On 22 October NATO Secretary General Anders Fogh Rasmussen posted a video message on his website in response to the question, “For every Taliban you kill how many of the civilian population do you kill or injure? Do you expect those injured will see you as liberators from the Taliban tyranny?” Rasmussen began by noting that “it is not NATO’s mission simply to kill the Taliban”, and went on to state: “We take extra measures to avoid killing or injuring civilians. This approach has already shown results, civilian casualties are significantly down.” This would be a welcome statement except that (a) NATO always claims to avoid civilian harm so it is unclear that there has been any positive change, (b) civilians continue to be killed and maimed by NATO military actions in Afghanistan and elsewhere, and (c) NATO still has not indicated any objective measure by which its performance on the protection of civilians may be judged, either by NATO itself or the public it serves.
We would argue that claims such as the one above cannot be evaluated, let alone sceptics convinced, until there is full and proper documentation of all casualties in conflicts involving NATO, published on a frequent and regular basis. The Secretary General’s answer gives no explicit indication of current casualty numbers associated with NATO’s Afghanistan actions, or how these differ from earlier ones; nor are we told how the data upon which this claim is based was obtained. In the absence of such supporting evidence, one may question how Rasmussen knows civilian casualties are down at all, never mind “significantly down”.
What is needed to settle otherwise unresolvable arguments over numbers is a verifiable numerical account of civilian deaths in Afghanistan, and a comprehensive, transparent public record of individuals killed. We have neither. Wide disparities in the numbers presented so far relate not only to methodological approaches but to the socio-political priorities of those presenting them. Differing reports contain seemingly arbitrary choices over matters such as the start and end dates of data compilations, categories of casualties and of perpetrators, and the selection of sources for inclusion.
By contrast, had Rasmussen been asked the number of NATO soldiers killed, he would have been able to provide not only their names and date of death, but also their nationality, age, hometown, rank, service branch and place of death. This is of course possible because multiple official and unofficial sources exist for this data, beginning in most instances with the US Department of Defence.

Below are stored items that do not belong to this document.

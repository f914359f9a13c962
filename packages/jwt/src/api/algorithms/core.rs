//! Compact JWT assembly shared by both issuers

use super::ecdsa::EcSigningKey;
use super::utils::{base64_url_encode, signing_input};
use super::{Algorithm, Family, hmac, rsa};
use crate::claims::Claims;
use crate::error::{JwtError, JwtResult};
use crate::types::{IssuedToken, JwtHeader, JwtToken};
use ::rsa::RsaPrivateKey;

/// Key material resolved for one signing call
pub(crate) enum SigningMaterial<'a> {
    Secret(&'a [u8]),
    Rsa(RsaPrivateKey),
    Ecdsa(EcSigningKey),
}

impl SigningMaterial<'_> {
    fn family(&self) -> Family {
        match self {
            SigningMaterial::Secret(_) => Family::Hmac,
            SigningMaterial::Rsa(_) => Family::Rsa,
            SigningMaterial::Ecdsa(_) => Family::Ecdsa,
        }
    }

    fn sign(self, algorithm: Algorithm, message: &[u8]) -> JwtResult<Vec<u8>> {
        match self {
            SigningMaterial::Secret(secret) => hmac::sign(algorithm, message, secret),
            SigningMaterial::Rsa(key) => rsa::sign(algorithm, message, key),
            SigningMaterial::Ecdsa(key) => key.sign(message),
        }
    }
}

/// Produce `header.payload.signature` and the claims-derived identifier
///
/// The header is always `{"alg":<algorithm>,"typ":"JWT"}` and the payload is
/// the canonical claims JSON, so equal inputs give byte-identical tokens.
pub(crate) fn sign_compact(
    algorithm: Algorithm,
    material: SigningMaterial<'_>,
    claims: &Claims,
) -> JwtResult<IssuedToken> {
    if material.family() != algorithm.family() {
        return Err(JwtError::Internal(format!(
            "{algorithm} cannot sign with {} key material",
            material.family()
        )));
    }

    let header = JwtHeader::new(algorithm);
    let header_json = serde_json::to_vec(&header)
        .map_err(|e| JwtError::Internal(format!("header serialization failed: {e}")))?;
    let payload_json = claims.canonical_json()?;

    let message = signing_input(&header_json, payload_json.as_bytes());
    let signature = material.sign(algorithm, message.as_bytes())?;
    let signature_b64 = base64_url_encode(&signature);

    let mut jwt = String::with_capacity(message.len() + 1 + signature_b64.len());
    jwt.push_str(&message);
    jwt.push('.');
    jwt.push_str(&signature_b64);

    Ok(IssuedToken {
        token: JwtToken::from(jwt),
        id: payload_json,
    })
}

For NATO and the West to demonstrate any kind of parity of concern at a bare minimum the names, dates and places of deaths of Afghan victims should be made public in the same way that NATO deaths are. This practice would acknowledge our common humanity and carry the potential to contribute to post-conflict reconciliation, among many other benefits. It would also finally allow NATO to assess and verify, under public scrutiny, that its tactics for reducing civilian casualties are as effective as they are claimed to be.
The Secretary General’s answer continued along another familiar line: “The conclusion is NATO is doing everything possible to avoid civilian casualties but in conflicts such like the one in Afghanistan you regrettably cannot avoid the loss of civilian lives. When it happens we try to learn and improve. We will do our utmost to protect the Afghans.”
While NATO may indeed be doing everything possible to minimize civilian casualties, without transparency, people will rightly question whether the statement “We take extra measures to avoid killing or injuring civilians” isn’t simply negated by “but in conflicts such like the one in Afghanistan you regrettably cannot avoid the loss of civilian lives”.
NATO’s credibility in this matter could only be enhanced if it provided concrete examples of what has been learned from mistakes, how operations have improved to better protect civilians and, of course, how NATO measures these outcomes. Such evidence need not reveal specific military tactics – indeed, these are of little interest to most people. The only relevant performance criterion here is one that measures (and records accurately and openly) civilian deaths and injuries in NATO actions. Good intentions, genuine as they might be, cannot be directly measured.
Until such recording is done, and seen to be done, Secretary General Rasmussen’s claim will remain just one among many in the political landscape.